### Work required
Look for the string "Alignment" in the listing. Copy each line that has it.

─── Input data

pub mod backend;
pub mod client;
pub mod generate;
pub mod secrets;

pub use backend::{CompletionBackend, DEFAULT_MODEL, OpenAiBackend};
pub use client::{ensure_client, test_configured_api_key};
pub use generate::{generate_deck, parse_deck};
pub use secrets::{ApiKeySource, KeyStore};
use crate::card_state::OptionMark;
use crate::palette::{Palette, PaletteColor};

use ratatui::{
    layout::Alignment,
    style::{Color, Modifier, Style},
    text::{Line, Span},
    widgets::{Block, BorderType, Borders},
};

/// Shared styles for the quiz screens.
pub struct Theme;

impl Theme {
    pub const KEY_FG: Color = Color::Rgb(255, 255, 255);

    pub fn label() -> Style {
        Style::default()
            .fg(Palette::ACCENT.tui())
            .add_modifier(Modifier::BOLD)
    }

    pub fn success() -> Style {
        Self::bold_in(Palette::SUCCESS)
    }

    pub fn danger() -> Style {
        Self::bold_in(Palette::DANGER)
    }

    pub fn warning() -> Style {
        Self::bold_in(Palette::WARNING)
    }

    pub fn muted() -> Style {
        Style::default().fg(Palette::MUTED.tui())
    }

    pub fn emphasis() -> Style {
        Style::default().add_modifier(Modifier::BOLD)
    }

    pub fn bold_in(color: PaletteColor) -> Style {
        Style::default()
            .fg(color.tui())
            .add_modifier(Modifier::BOLD)
    }

    /// How an option is drawn once the card has been answered.
    pub fn option(mark: OptionMark) -> Style {
        match mark {
            OptionMark::Neutral => Style::default(),
            OptionMark::Correct => Self::success(),
            OptionMark::Wrong => Self::danger().add_modifier(Modifier::CROSSED_OUT),
            OptionMark::Dimmed => Self::muted(),
        }
    }

    pub fn option_marker(mark: OptionMark) -> &'static str {
        match mark {
            OptionMark::Correct => "✓",
            OptionMark::Wrong => "✗",
            OptionMark::Neutral | OptionMark::Dimmed => " ",
        }
    }

    pub fn backdrop<'a>() -> Block<'a> {
        Block::default()
    }

    pub fn panel<'a>(title: impl Into<String>) -> Block<'a> {
        Self::panel_with_line(Self::title_line(title))
    }

    pub fn panel_with_line<'a>(title: Line<'a>) -> Block<'a> {
        Block::default()
            .borders(Borders::ALL)
            .border_type(BorderType::Rounded)
            .border_style(Style::default().fg(Palette::BORDER.tui()))
            .title(title)
            .title_alignment(Alignment::Left)
    }

    pub fn title_line(title: impl Into<String>) -> Line<'static> {
        Line::from(vec![Span::styled(
            format!(" {} ", title.into()),
            Self::label(),
        )])
    }

    pub fn label_span(text: impl Into<String>) -> Span<'static> {
        Span::styled(text.into(), Self::label())
    }

    pub fn span(text: impl Into<String>) -> Span<'static> {
        Span::raw(text.into())
    }

    pub fn key_chip(text: impl Into<String>) -> Span<'static> {
        Span::styled(
            format!(" {} ", text.into()),
            Style::default()
                .fg(Self::KEY_FG)
                .bg(Palette::ACCENT.tui())
                .add_modifier(Modifier::BOLD),
        )
    }

    pub fn bullet() -> Span<'static> {
        Self::span(" • ")
    }

    pub fn section_header(text: impl Into<String>) -> Line<'static> {
        Line::from(vec![Span::styled(text.into(), Self::emphasis())])
    }
}

#[cfg(test)]
mod tests {
    use super::*;

    #[test]
    fn answered_options_are_styled_by_mark() {
        assert_eq!(Theme::option(OptionMark::Neutral), Style::default());
        assert_eq!(Theme::option(OptionMark::Correct), Theme::success());
        assert_eq!(
            Theme::option(OptionMark::Dimmed).fg,
            Some(Palette::MUTED.tui())
        );
        assert_eq!(Theme::option_marker(OptionMark::Wrong), "✗");
    }
}
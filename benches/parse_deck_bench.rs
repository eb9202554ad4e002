use criterion::{Criterion, criterion_group, criterion_main};
use flashmind::llm::parse_deck;
use std::hint::black_box;

fn sample_reply(cards: usize) -> String {
    let records = (1..=cards)
        .map(|id| match id % 3 {
            0 => format!(
                r#"{{"id": {id}, "type": "basic", "question": "Explain concept {id}", "correctAnswer": "Concept {id} in short", "userExplanation": "Because of reason {id}."}}"#
            ),
            1 => format!(
                r#"{{"id": {id}, "type": "true_false", "question": "Statement {id} holds", "correctAnswer": "True"}}"#
            ),
            _ => format!(
                r#"{{"id": {id}, "type": "multiple_choice", "question": "Pick answer {id}", "options": ["A{id}", "B{id}", "C{id}", "D{id}"], "correctAnswer": "C{id}"}}"#
            ),
        })
        .collect::<Vec<_>>()
        .join(",\n");
    format!("```json\n[\n{records}\n]\n```")
}

fn bench_parse_deck(c: &mut Criterion) {
    let reply = sample_reply(20);

    c.bench_function("parse_deck", |b| {
        b.iter(|| {
            let deck = parse_deck(black_box(&reply)).expect("sample reply should parse");
            black_box(deck);
        });
    });
}

criterion_group!(benches, bench_parse_deck);
criterion_main!(benches);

──────

### Response to this task
    layout::Alignment,
            .title_alignment(Alignment::Left)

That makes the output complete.